Problem statement>
The entries are to be output once more, word for word.

Source information>
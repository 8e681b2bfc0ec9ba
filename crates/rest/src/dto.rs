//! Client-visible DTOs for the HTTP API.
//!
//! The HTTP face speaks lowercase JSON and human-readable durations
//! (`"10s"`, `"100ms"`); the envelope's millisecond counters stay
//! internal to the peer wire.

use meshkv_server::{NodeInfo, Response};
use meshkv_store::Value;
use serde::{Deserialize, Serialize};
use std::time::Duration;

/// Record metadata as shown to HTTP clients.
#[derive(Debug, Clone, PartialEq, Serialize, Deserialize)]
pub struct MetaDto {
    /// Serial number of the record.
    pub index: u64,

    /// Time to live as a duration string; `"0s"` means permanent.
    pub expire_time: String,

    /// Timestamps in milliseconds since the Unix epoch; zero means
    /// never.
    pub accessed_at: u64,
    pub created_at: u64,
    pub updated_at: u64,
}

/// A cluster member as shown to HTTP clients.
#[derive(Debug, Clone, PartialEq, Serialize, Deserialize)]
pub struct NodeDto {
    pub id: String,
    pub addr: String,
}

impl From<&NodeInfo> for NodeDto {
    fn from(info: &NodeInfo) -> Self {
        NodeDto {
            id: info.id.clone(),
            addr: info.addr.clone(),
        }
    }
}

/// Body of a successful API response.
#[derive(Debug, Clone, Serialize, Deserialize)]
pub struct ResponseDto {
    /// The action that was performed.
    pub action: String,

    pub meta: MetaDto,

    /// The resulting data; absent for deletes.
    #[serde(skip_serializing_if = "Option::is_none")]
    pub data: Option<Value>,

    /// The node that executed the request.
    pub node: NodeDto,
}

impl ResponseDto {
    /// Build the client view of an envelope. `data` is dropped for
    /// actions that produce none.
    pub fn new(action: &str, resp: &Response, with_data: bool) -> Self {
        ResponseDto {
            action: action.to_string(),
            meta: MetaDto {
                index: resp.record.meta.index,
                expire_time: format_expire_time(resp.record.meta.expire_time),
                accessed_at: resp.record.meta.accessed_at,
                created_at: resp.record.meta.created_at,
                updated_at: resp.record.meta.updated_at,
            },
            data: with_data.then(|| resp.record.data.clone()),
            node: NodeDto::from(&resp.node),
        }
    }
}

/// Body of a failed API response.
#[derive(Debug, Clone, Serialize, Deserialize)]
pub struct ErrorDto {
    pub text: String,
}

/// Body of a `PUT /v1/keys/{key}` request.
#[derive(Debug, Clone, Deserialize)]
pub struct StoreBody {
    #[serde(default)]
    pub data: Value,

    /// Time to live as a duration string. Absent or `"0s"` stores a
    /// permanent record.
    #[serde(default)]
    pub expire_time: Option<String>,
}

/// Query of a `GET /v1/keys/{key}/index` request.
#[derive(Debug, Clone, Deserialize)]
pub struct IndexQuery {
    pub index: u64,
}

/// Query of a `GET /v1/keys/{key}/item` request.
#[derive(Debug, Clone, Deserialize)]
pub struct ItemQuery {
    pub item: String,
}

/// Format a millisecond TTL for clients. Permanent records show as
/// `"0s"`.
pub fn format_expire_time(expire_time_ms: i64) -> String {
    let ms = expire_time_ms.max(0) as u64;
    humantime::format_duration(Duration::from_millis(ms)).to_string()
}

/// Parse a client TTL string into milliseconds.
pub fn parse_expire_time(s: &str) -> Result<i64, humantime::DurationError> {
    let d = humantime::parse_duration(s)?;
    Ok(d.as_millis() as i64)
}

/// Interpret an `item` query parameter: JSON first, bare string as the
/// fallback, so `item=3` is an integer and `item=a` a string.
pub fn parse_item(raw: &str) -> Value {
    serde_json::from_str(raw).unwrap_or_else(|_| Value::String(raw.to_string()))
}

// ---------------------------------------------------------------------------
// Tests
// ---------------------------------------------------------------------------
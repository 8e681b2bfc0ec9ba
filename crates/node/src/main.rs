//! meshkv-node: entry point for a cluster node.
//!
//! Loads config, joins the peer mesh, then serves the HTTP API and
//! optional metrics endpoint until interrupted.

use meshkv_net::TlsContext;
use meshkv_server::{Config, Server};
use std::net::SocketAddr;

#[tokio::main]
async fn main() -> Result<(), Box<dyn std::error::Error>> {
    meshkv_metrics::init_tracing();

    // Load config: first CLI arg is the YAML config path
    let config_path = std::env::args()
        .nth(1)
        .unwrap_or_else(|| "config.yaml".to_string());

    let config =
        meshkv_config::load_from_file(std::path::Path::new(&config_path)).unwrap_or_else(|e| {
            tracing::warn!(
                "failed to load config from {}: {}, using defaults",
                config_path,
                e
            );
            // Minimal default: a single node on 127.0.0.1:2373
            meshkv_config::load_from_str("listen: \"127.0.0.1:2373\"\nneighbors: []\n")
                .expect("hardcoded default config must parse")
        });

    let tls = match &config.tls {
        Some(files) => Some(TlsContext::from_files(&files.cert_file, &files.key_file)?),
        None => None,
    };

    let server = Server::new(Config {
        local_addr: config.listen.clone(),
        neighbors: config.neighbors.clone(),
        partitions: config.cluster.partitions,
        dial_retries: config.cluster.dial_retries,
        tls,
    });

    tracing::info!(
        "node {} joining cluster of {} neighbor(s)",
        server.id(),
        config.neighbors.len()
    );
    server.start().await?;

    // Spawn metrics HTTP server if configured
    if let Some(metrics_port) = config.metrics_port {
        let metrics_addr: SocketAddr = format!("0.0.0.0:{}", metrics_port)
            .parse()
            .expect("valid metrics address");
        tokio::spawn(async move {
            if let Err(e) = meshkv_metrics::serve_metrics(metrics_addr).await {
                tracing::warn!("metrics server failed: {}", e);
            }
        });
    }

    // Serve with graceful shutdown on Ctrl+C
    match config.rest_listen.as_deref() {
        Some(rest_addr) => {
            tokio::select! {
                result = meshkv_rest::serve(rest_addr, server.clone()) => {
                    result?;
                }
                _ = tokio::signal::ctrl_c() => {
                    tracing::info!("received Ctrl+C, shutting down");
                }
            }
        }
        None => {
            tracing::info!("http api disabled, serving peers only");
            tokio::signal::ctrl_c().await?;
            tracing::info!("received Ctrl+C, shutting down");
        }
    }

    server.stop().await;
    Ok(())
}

Problem solution>
repository 8e681b2bfc0ec9ba
filename crates/rest/src/dto.rs
//! Client-visible DTOs for the HTTP API.
//!
//! The HTTP face speaks lowercase JSON and human-readable durations
//! (`"10s"`, `"100ms"`); the envelope's millisecond counters stay
//! internal to the peer wire.

use meshkv_server::{NodeInfo, Response};
use meshkv_store::Value;
use serde::{Deserialize, Serialize};
use std::time::Duration;

/// Record metadata as shown to HTTP clients.
#[derive(Debug, Clone, PartialEq, Serialize, Deserialize)]
pub struct MetaDto {
    /// Serial number of the record.
    pub index: u64,

    /// Time to live as a duration string; `"0s"` means permanent.
    pub expire_time: String,

    /// Timestamps in milliseconds since the Unix epoch; zero means
    /// never.
    pub accessed_at: u64,
    pub created_at: u64,
    pub updated_at: u64,
}

/// A cluster member as shown to HTTP clients.
#[derive(Debug, Clone, PartialEq, Serialize, Deserialize)]
pub struct NodeDto {
    pub id: String,
    pub addr: String,
}

impl From<&NodeInfo> for NodeDto {
    fn from(info: &NodeInfo) -> Self {
        NodeDto {
            id: info.id.clone(),
            addr: info.addr.clone(),
        }
    }
}

/// Body of a successful API response.
#[derive(Debug, Clone, Serialize, Deserialize)]
pub struct ResponseDto {
    /// The action that was performed.
    pub action: String,

    pub meta: MetaDto,

    /// The resulting data; absent for deletes.
    #[serde(skip_serializing_if = "Option::is_none")]
    pub data: Option<Value>,

    /// The node that executed the request.
    pub node: NodeDto,
}

impl ResponseDto {
    /// Build the client view of an envelope. `data` is dropped for
    /// actions that produce none.
    pub fn new(action: &str, resp: &Response, with_data: bool) -> Self {
        ResponseDto {
            action: action.to_string(),
            meta: MetaDto {
                index: resp.record.meta.index,
                expire_time: format_expire_time(resp.record.meta.expire_time),
                accessed_at: resp.record.meta.accessed_at,
                created_at: resp.record.meta.created_at,
                updated_at: resp.record.meta.updated_at,
            },
            data: with_data.then(|| resp.record.data.clone()),
            node: NodeDto::from(&resp.node),
        }
    }
}

/// Body of a failed API response.
#[derive(Debug, Clone, Serialize, Deserialize)]
pub struct ErrorDto {
    pub text: String,
}

/// Body of a `PUT /v1/keys/{key}` request.
#[derive(Debug, Clone, Deserialize)]
pub struct StoreBody {
    #[serde(default)]
    pub data: Value,

    /// Time to live as a duration string. Absent or `"0s"` stores a
    /// permanent record.
    #[serde(default)]
    pub expire_time: Option<String>,
}

/// Query of a `GET /v1/keys/{key}/index` request.
#[derive(Debug, Clone, Deserialize)]
pub struct IndexQuery {
    pub index: u64,
}

/// Query of a `GET /v1/keys/{key}/item` request.
#[derive(Debug, Clone, Deserialize)]
pub struct ItemQuery {
    pub item: String,
}

/// Format a millisecond TTL for clients. Permanent records show as
/// `"0s"`.
pub fn format_expire_time(expire_time_ms: i64) -> String {
    let ms = expire_time_ms.max(0) as u64;
    humantime::format_duration(Duration::from_millis(ms)).to_string()
}

/// Parse a client TTL string into milliseconds.
pub fn parse_expire_time(s: &str) -> Result<i64, humantime::DurationError> {
    let d = humantime::parse_duration(s)?;
    Ok(d.as_millis() as i64)
}

/// Interpret an `item` query parameter: JSON first, bare string as the
/// fallback, so `item=3` is an integer and `item=a` a string.
pub fn parse_item(raw: &str) -> Value {
    serde_json::from_str(raw).unwrap_or_else(|_| Value::String(raw.to_string()))
}

// ---------------------------------------------------------------------------
// Tests
// ---------------------------------------------------------------------------
repository 8e681b2bfc0ec9ba
filename crates/node/src/main.rs
//! meshkv-node: entry point for a cluster node.
//!
//! Loads config, joins the peer mesh, then serves the HTTP API and
//! optional metrics endpoint until interrupted.

use meshkv_net::TlsContext;
use meshkv_server::{Config, Server};
use std::net::SocketAddr;

#[tokio::main]
async fn main() -> Result<(), Box<dyn std::error::Error>> {
    meshkv_metrics::init_tracing();

    // Load config: first CLI arg is the YAML config path
    let config_path = std::env::args()
        .nth(1)
        .unwrap_or_else(|| "config.yaml".to_string());

    let config =
        meshkv_config::load_from_file(std::path::Path::new(&config_path)).unwrap_or_else(|e| {
            tracing::warn!(
                "failed to load config from {}: {}, using defaults",
                config_path,
                e
            );
            // Minimal default: a single node on 127.0.0.1:2373
            meshkv_config::load_from_str("listen: \"127.0.0.1:2373\"\nneighbors: []\n")
                .expect("hardcoded default config must parse")
        });

    let tls = match &config.tls {
        Some(files) => Some(TlsContext::from_files(&files.cert_file, &files.key_file)?),
        None => None,
    };

    let server = Server::new(Config {
        local_addr: config.listen.clone(),
        neighbors: config.neighbors.clone(),
        partitions: config.cluster.partitions,
        dial_retries: config.cluster.dial_retries,
        tls,
    });

    tracing::info!(
        "node {} joining cluster of {} neighbor(s)",
        server.id(),
        config.neighbors.len()
    );
    server.start().await?;

    // Spawn metrics HTTP server if configured
    if let Some(metrics_port) = config.metrics_port {
        let metrics_addr: SocketAddr = format!("0.0.0.0:{}", metrics_port)
            .parse()
            .expect("valid metrics address");
        tokio::spawn(async move {
            if let Err(e) = meshkv_metrics::serve_metrics(metrics_addr).await {
                tracing::warn!("metrics server failed: {}", e);
            }
        });
    }

    // Serve with graceful shutdown on Ctrl+C
    match config.rest_listen.as_deref() {
        Some(rest_addr) => {
            tokio::select! {
                result = meshkv_rest::serve(rest_addr, server.clone()) => {
                    result?;
                }
                _ = tokio::signal::ctrl_c() => {
                    tracing::info!("received Ctrl+C, shutting down");
                }
            }
        }
        None => {
            tracing::info!("http api disabled, serving peers only");
            tokio::signal::ctrl_c().await?;
            tracing::info!("received Ctrl+C, shutting down");
        }
    }

    server.stop().await;
    Ok(())
}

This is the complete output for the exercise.